Perhaps they can enter this forum and state their case? 

Coupled to the fact the LACS have two limited companies both of which have Debentures Registered.

League Against Cruel Sports (UK) Ltd Company number: 02880406

A Debenture was registered against the company on 5 January 2009

The League Against Cruel Sports Company number: 04037610

A Debenture was registered against the company on 21 July 2009.

The definition of a DEBENTURE: AN ACKNOWLEDGEMENT OF INDEBTNESS OR A BOND OF A COMPANY ACKNOWLEDGING A DEBT AND PROVIDING FOR PAYMENT OF INTEREST AT FIXED TERM INTERVALS


----------



## Alec Swan (1 September 2010)

J-M,

first things first.  I'm assuming that "IF" the LACS were indebted to the Labour party,  by way of a debenture,  then this should show up within their accounts.

Again "IF" they did,  then I would be surprised to hear that the costings of parliamentary time,  what was it? £12.5 million?  Would have been effectively sold by the Labour party,  for considerably less than its value.  

Research is needed,  and by somebody who has a better understanding of "accounts",  than I.  It may well be that I'm on completely the wrong track,  and if I am,  then doubtless I'll be told!  

Alec.


----------



## Simsar (1 September 2010)

Their he goes again all talking dirty!


----------



## Paddydou (1 September 2010)

Simsar said:



			Their he goes again all talking dirty!
		
Click to expand...

Theres 2 of them at it now!

Pure filth! Who knew accounts could be quite so...


----------



## Simsar (1 September 2010)

Paddydou said:



			Theres 2 of them at it now!

Pure filth! Who knew accounts could be quite so... Bloody boring!
		
Click to expand...

The pink is for you JM!

Paddy you do make me laugh.


----------



## Judgemental (1 September 2010)

Alec Swan said:



			J-M,

first things first.  I'm assuming that "IF" the LACS were indebted to the Labour party,  by way of a debenture,  then this should show up within their accounts.

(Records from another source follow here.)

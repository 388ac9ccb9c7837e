// SPDX-License-Identifier: MIT
// Copyright 2026 Roland Dreier <roland@rolandd.dev>

//! Webhook signature verification.
//!
//! Senders sign the raw request body with HMAC-SHA256 under the shared
//! webhook secret and send the hex digest in `X-Signature`.

use crate::error::AppError;
use crate::AppState;
use axum::{
    body::Body,
    extract::{Request, State},
    middleware::Next,
    response::Response,
};
use hmac::{Hmac, Mac};
use sha2::Sha256;
use std::sync::Arc;
use subtle::ConstantTimeEq;

type HmacSha256 = Hmac<Sha256>;

pub const SIGNATURE_HEADER: &str = "x-signature";

/// Largest webhook body accepted.
const MAX_BODY_BYTES: usize = 64 * 1024;

/// Check a hex HMAC-SHA256 signature of `body` in constant time.
///
/// An optional `sha256=` prefix is accepted.
pub fn verify_signature(secret: &[u8], body: &[u8], signature: &str) -> bool {
    let signature = signature.trim();
    let signature = signature.strip_prefix("sha256=").unwrap_or(signature);

    let Ok(provided) = hex::decode(signature) else {
        return false;
    };

    let Ok(mut mac) = HmacSha256::new_from_slice(secret) else {
        return false;
    };
    mac.update(body);
    let expected = mac.finalize().into_bytes();

    expected.as_slice().ct_eq(provided.as_slice()).into()
}

/// Reject requests whose body does not match `X-Signature`.
pub async fn require_signature(
    State(state): State<Arc<AppState>>,
    request: Request,
    next: Next,
) -> Result<Response, AppError> {
    let (parts, body) = request.into_parts();

    let bytes = axum::body::to_bytes(body, MAX_BODY_BYTES)
        .await
        .map_err(|e| AppError::Validation(format!("Unreadable request body: {}", e)))?;

    let signature = parts
        .headers
        .get(SIGNATURE_HEADER)
        .and_then(|h| h.to_str().ok());

    let Some(signature) = signature else {
        tracing::warn!(path = %parts.uri.path(), "Blocked request without signature");
        return Err(AppError::Unauthorized);
    };

    if !verify_signature(&state.config.webhook_secret, &bytes, signature) {
        tracing::warn!(path = %parts.uri.path(), "Blocked request with invalid signature");
        return Err(AppError::Unauthorized);
    }

    Ok(next.run(Request::from_parts(parts, Body::from(bytes))).await)
}

#[cfg(test)]
mod tests {
    use super::*;

    const SECRET: &[u8] = b"test_secret";

    fn sign(body: &[u8]) -> String {
        let mut mac = HmacSha256::new_from_slice(SECRET).unwrap();
        mac.update(body);
        hex::encode(mac.finalize().into_bytes())
    }

    #[test]
    fn test_valid_signature() {
        let body = br#"{"user_id":"u1"}"#;
        assert!(verify_signature(SECRET, body, &sign(body)));
        assert!(verify_signature(
            SECRET,
            body,
            &format!("sha256={}", sign(body))
        ));
    }

    #[test]
    fn test_tampered_body_rejected() {
        let signature = sign(br#"{"points":10}"#);
        assert!(!verify_signature(SECRET, br#"{"points":1000}"#, &signature));
    }

    #[test]
    fn test_wrong_secret_rejected() {
        let body = b"payload";
        let mut mac = HmacSha256::new_from_slice(b"other_secret").unwrap();
        mac.update(body);
        let forged = hex::encode(mac.finalize().into_bytes());
        assert!(!verify_signature(SECRET, body, &forged));
    }

    #[test]
    fn test_malformed_signature_rejected() {
        let body = b"payload";
        assert!(!verify_signature(SECRET, body, "not-hex"));
        assert!(!verify_signature(SECRET, body, ""));
        // Truncated digest
        let truncated = &sign(body)[..32];
        assert!(!verify_signature(SECRET, body, truncated));
    }
}
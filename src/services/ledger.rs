// SPDX-License-Identifier: MIT
// Copyright 2026 Roland Dreier <roland@rolandd.dev>

//! Score ledger: append-only point records and running totals.
//!
//! Workflow for a new score:
//! 1. Validate the submission
//! 2. Persist the record (failures propagate to the caller)
//! 3. Recompute the user's total (retried; falls back to the record's points)
//! 4. Publish `score_changed`

use validator::Validate;

use crate::db::FirestoreDb;
use crate::error::{AppError, Result};
use crate::models::{NewScore, ScoreRecord};
use crate::services::events::{DomainEvent, EventBus};

/// Most records returned by one history query.
pub const MAX_HISTORY: u32 = 100;

#[derive(Clone)]
pub struct ScoreLedger {
    db: FirestoreDb,
    events: EventBus,
}

impl ScoreLedger {
    pub fn new(db: FirestoreDb, events: EventBus) -> Self {
        Self { db, events }
    }

    /// Append a score record and notify subscribers of the new total.
    pub async fn record_score(&self, score: NewScore) -> Result<ScoreRecord> {
        score.validate()?;

        let source = score
            .source
            .ok_or_else(|| AppError::Validation("source is required".to_string()))?;
        let points = u32::try_from(score.points)
            .map_err(|_| AppError::Validation("points out of range".to_string()))?;

        let record = ScoreRecord {
            id: uuid::Uuid::new_v4().to_string(),
            user_id: score.user_id,
            points,
            source,
            challenge_ref: score.challenge_ref.filter(|c| !c.is_empty()),
            created_at: crate::time_utils::now_rfc3339(),
        };

        self.db.insert_score_record(&record).await?;

        // The record is durable from here on: the notification goes out
        // even if the running total cannot be read. Subscribers re-read the
        // ledger, so a lower bound is enough to carry the change.
        let new_total = match self
            .events
            .retry_policy()
            .run("total after score", || {
                self.db.total_points_for(&record.user_id)
            })
            .await
        {
            Ok(total) => total,
            Err(e) => {
                tracing::error!(
                    user_id = %record.user_id,
                    record_id = %record.id,
                    error = %e,
                    "Failed to compute total after recording score; publishing lower bound"
                );
                u64::from(record.points)
            }
        };

        tracing::info!(
            user_id = %record.user_id,
            record_id = %record.id,
            points = record.points,
            source = %record.source,
            new_total,
            "Score recorded"
        );

        self.events
            .publish(DomainEvent::ScoreChanged {
                user_id: record.user_id.clone(),
                new_total,
                points_delta: record.points,
                source: record.source,
            })
            .await;

        Ok(record)
    }

    /// Sum of all points recorded for a user (0 if none).
    pub async fn total_points_for(&self, user_id: &str) -> Result<u64> {
        self.db.total_points_for(user_id).await
    }

    /// Most recent records for a user, newest first.
    pub async fn history(&self, user_id: &str, limit: u32) -> Result<Vec<ScoreRecord>> {
        let limit = limit.clamp(1, MAX_HISTORY);
        self.db.list_score_records(user_id, Some(limit)).await
    }
}
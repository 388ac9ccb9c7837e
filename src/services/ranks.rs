// SPDX-License-Identifier: MIT
// Copyright 2026 Roland Dreier <roland@rolandd.dev>

//! Rank classification against the tier threshold table.
//!
//! The ladder is pure data: classification never touches storage, so the
//! same ladder is shared by every handler once loaded at startup.

use crate::db::FirestoreDb;
use crate::error::AppError;
use crate::models::{RankTier, RankTierRecord};

/// Default thresholds seeded into `rank_tiers` when the collection is empty.
pub const DEFAULT_TIERS: [(RankTier, u64); 7] = [
    (RankTier::Bronze, 0),
    (RankTier::Silver, 500),
    (RankTier::Gold, 1_500),
    (RankTier::Platinum, 3_000),
    (RankTier::Diamond, 5_000),
    (RankTier::Master, 7_500),
    (RankTier::Legend, 10_000),
];

/// Problems with the tier reference data.
#[derive(Debug, thiserror::Error, PartialEq, Eq)]
pub enum TierError {
    #[error("tier table is empty")]
    Empty,

    #[error("lowest tier {0} is missing")]
    MissingLowest(RankTier),

    #[error("tier {0} appears more than once")]
    Duplicate(RankTier),

    #[error("tier {tier} threshold {minimum} does not exceed the tier below it")]
    NotAscending { tier: RankTier, minimum: u64 },
}

impl From<TierError> for AppError {
    fn from(err: TierError) -> Self {
        AppError::State(err.to_string())
    }
}

/// Ordered tier thresholds, lowest first.
#[derive(Debug, Clone, PartialEq, Eq)]
pub struct TierLadder {
    tiers: Vec<RankTierRecord>,
}

impl Default for TierLadder {
    fn default() -> Self {
        Self {
            tiers: default_records(),
        }
    }
}

fn default_records() -> Vec<RankTierRecord> {
    DEFAULT_TIERS
        .iter()
        .map(|&(name, minimum_points)| RankTierRecord {
            name,
            minimum_points,
        })
        .collect()
}

impl TierLadder {
    /// Build a ladder from stored reference data.
    ///
    /// Records may arrive in any order. The lowest tier must be present and
    /// thresholds must strictly increase with tier rank.
    pub fn from_records(mut records: Vec<RankTierRecord>) -> Result<Self, TierError> {
        if records.is_empty() {
            return Err(TierError::Empty);
        }

        records.sort_by_key(|r| r.name);

        if records[0].name != RankTier::ALL[0] {
            return Err(TierError::MissingLowest(RankTier::ALL[0]));
        }

        for pair in records.windows(2) {
            if pair[0].name == pair[1].name {
                return Err(TierError::Duplicate(pair[1].name));
            }
            if pair[1].minimum_points <= pair[0].minimum_points {
                return Err(TierError::NotAscending {
                    tier: pair[1].name,
                    minimum: pair[1].minimum_points,
                });
            }
        }

        Ok(Self { tiers: records })
    }

    /// Seed the default thresholds if absent, then load the ladder.
    ///
    /// Missing or inconsistent reference data is fatal.
    pub async fn load_or_seed(db: &FirestoreDb) -> Result<Self, AppError> {
        let existing = db.list_rank_tiers().await?;

        if existing.is_empty() {
            let mut seeded = 0;
            for record in default_records() {
                if db.insert_rank_tier_if_absent(&record).await? {
                    seeded += 1;
                }
            }
            tracing::info!(seeded, "Seeded rank tier thresholds");
        }

        let records = db.list_rank_tiers().await?;
        let ladder = Self::from_records(records)?;

        tracing::info!(tiers = ladder.tiers.len(), "Rank tier ladder loaded");
        Ok(ladder)
    }

    /// Tier records, lowest first.
    pub fn tiers(&self) -> &[RankTierRecord] {
        &self.tiers
    }

    /// Lowest tier in the ladder.
    pub fn lowest(&self) -> RankTier {
        self.tiers[0].name
    }

    /// Highest tier whose minimum is at or below `points`.
    pub fn classify(&self, points: u64) -> RankTier {
        self.tiers
            .iter()
            .rev()
            .find(|t| t.minimum_points <= points)
            .map(|t| t.name)
            .unwrap_or_else(|| self.lowest())
    }

    /// Tier above `tier`, or `None` at the top.
    pub fn next_tier(&self, tier: RankTier) -> Option<RankTier> {
        self.tiers
            .iter()
            .position(|t| t.name == tier)
            .and_then(|i| self.tiers.get(i + 1))
            .map(|t| t.name)
    }

    pub fn minimum_for(&self, tier: RankTier) -> Option<u64> {
        self.tiers
            .iter()
            .find(|t| t.name == tier)
            .map(|t| t.minimum_points)
    }

    /// Points still needed to reach the tier above `tier` (0 at the top).
    pub fn points_to_next(&self, tier: RankTier, points: u64) -> u64 {
        self.next_tier(tier)
            .and_then(|next| self.minimum_for(next))
            .map(|minimum| minimum.saturating_sub(points))
            .unwrap_or(0)
    }
}

#[cfg(test)]
mod tests {
    use super::*;

    #[test]
    fn test_classify_boundaries() {
        let ladder = TierLadder::default();

        assert_eq!(ladder.classify(0), RankTier::Bronze);
        assert_eq!(ladder.classify(499), RankTier::Bronze);
        assert_eq!(ladder.classify(500), RankTier::Silver);
        assert_eq!(ladder.classify(600), RankTier::Silver);
        assert_eq!(ladder.classify(1_500), RankTier::Gold);
        assert_eq!(ladder.classify(2_999), RankTier::Gold);
        assert_eq!(ladder.classify(3_000), RankTier::Platinum);
        assert_eq!(ladder.classify(5_000), RankTier::Diamond);
        assert_eq!(ladder.classify(7_499), RankTier::Diamond);
        assert_eq!(ladder.classify(7_500), RankTier::Master);
        assert_eq!(ladder.classify(10_000), RankTier::Legend);
        assert_eq!(ladder.classify(u64::MAX), RankTier::Legend);
    }

    #[test]
    fn test_classify_is_monotonic() {
        let ladder = TierLadder::default();
        let mut previous = ladder.classify(0);

        for points in (0..=12_000).step_by(7) {
            let tier = ladder.classify(points);
            assert!(tier >= previous, "tier dropped at {} points", points);
            previous = tier;
        }
    }

    #[test]
    fn test_next_tier_and_points_to_next() {
        let ladder = TierLadder::default();

        assert_eq!(ladder.next_tier(RankTier::Bronze), Some(RankTier::Silver));
        assert_eq!(ladder.next_tier(RankTier::Master), Some(RankTier::Legend));
        assert_eq!(ladder.next_tier(RankTier::Legend), None);

        assert_eq!(ladder.points_to_next(RankTier::Silver, 600), 900);
        assert_eq!(ladder.points_to_next(RankTier::Bronze, 0), 500);
        assert_eq!(ladder.points_to_next(RankTier::Legend, 20_000), 0);
        // Elite override can put a low-point standing in a high tier.
        assert_eq!(ladder.points_to_next(RankTier::Master, 9_000), 1_000);
        assert_eq!(ladder.points_to_next(RankTier::Gold, 9_000), 0);
    }

    #[test]
    fn test_from_records_sorts_unordered_input() {
        let mut records = default_records();
        records.reverse();

        let ladder = TierLadder::from_records(records).unwrap();
        assert_eq!(ladder, TierLadder::default());
    }

    #[test]
    fn test_from_records_rejects_bad_tables() {
        assert_eq!(TierLadder::from_records(vec![]), Err(TierError::Empty));

        let without_lowest: Vec<_> = default_records().into_iter().skip(1).collect();
        assert_eq!(
            TierLadder::from_records(without_lowest),
            Err(TierError::MissingLowest(RankTier::Bronze))
        );

        let mut flat = default_records();
        flat[2].minimum_points = 500;
        assert_eq!(
            TierLadder::from_records(flat),
            Err(TierError::NotAscending {
                tier: RankTier::Gold,
                minimum: 500
            })
        );

        let mut duplicated = default_records();
        duplicated.push(duplicated[3].clone());
        assert_eq!(
            TierLadder::from_records(duplicated),
            Err(TierError::Duplicate(RankTier::Platinum))
        );
    }

    #[tokio::test]
    async fn test_load_or_seed_is_seed_only() {
        let db = FirestoreDb::new_in_memory();

        let first = TierLadder::load_or_seed(&db).await.unwrap();
        assert_eq!(first, TierLadder::default());

        let second = TierLadder::load_or_seed(&db).await.unwrap();
        assert_eq!(second, first);
        assert_eq!(db.list_rank_tiers().await.unwrap().len(), 7);
    }
}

Again "IF" they did,  then I would be surprised to hear that the costings of parliamentary time,  what was it? £12.5 million?  Would have been effectively sold by the Labour party,  for considerably less than its value.  

Research is needed,  and by somebody who has a better understanding of "accounts",  than I.  It may well be that I'm on completely the wrong track,  and if I am,  then doubtless I'll be told!  

Alec.
		
Click to expand...

Nobody suggested that the LACS was indebted to the Labour Party.

A question was posed, did they the LACS give the Labour party money when there was a Debenture registered?

Normally Debentures are registered by a company's bankers


----------



## Paddydou (1 September 2010)

It could be so many things. The only way to find out is to go through the annual report and accounts with a fine tooth comb and weed it out. 

Simsar you make me laugh to! The pink is again for JM

Personally I do not trust the LACS or Labour. Actions have spoken from those sides that are not akin to the words spoken. Accounts submitted to the Charities Commision do have to represent what is there but what it is spent on could be sugar coated slightly, for example, a nice meal with friends could be allocated to "marketing" or "research"...


----------



## JanetGeorge (1 September 2010)

I hate to try to be fair to LACS - but a couple of points should be remembered:

1.  At the time LACS was campigning to get the Hunting Act passed it wasn't a charity.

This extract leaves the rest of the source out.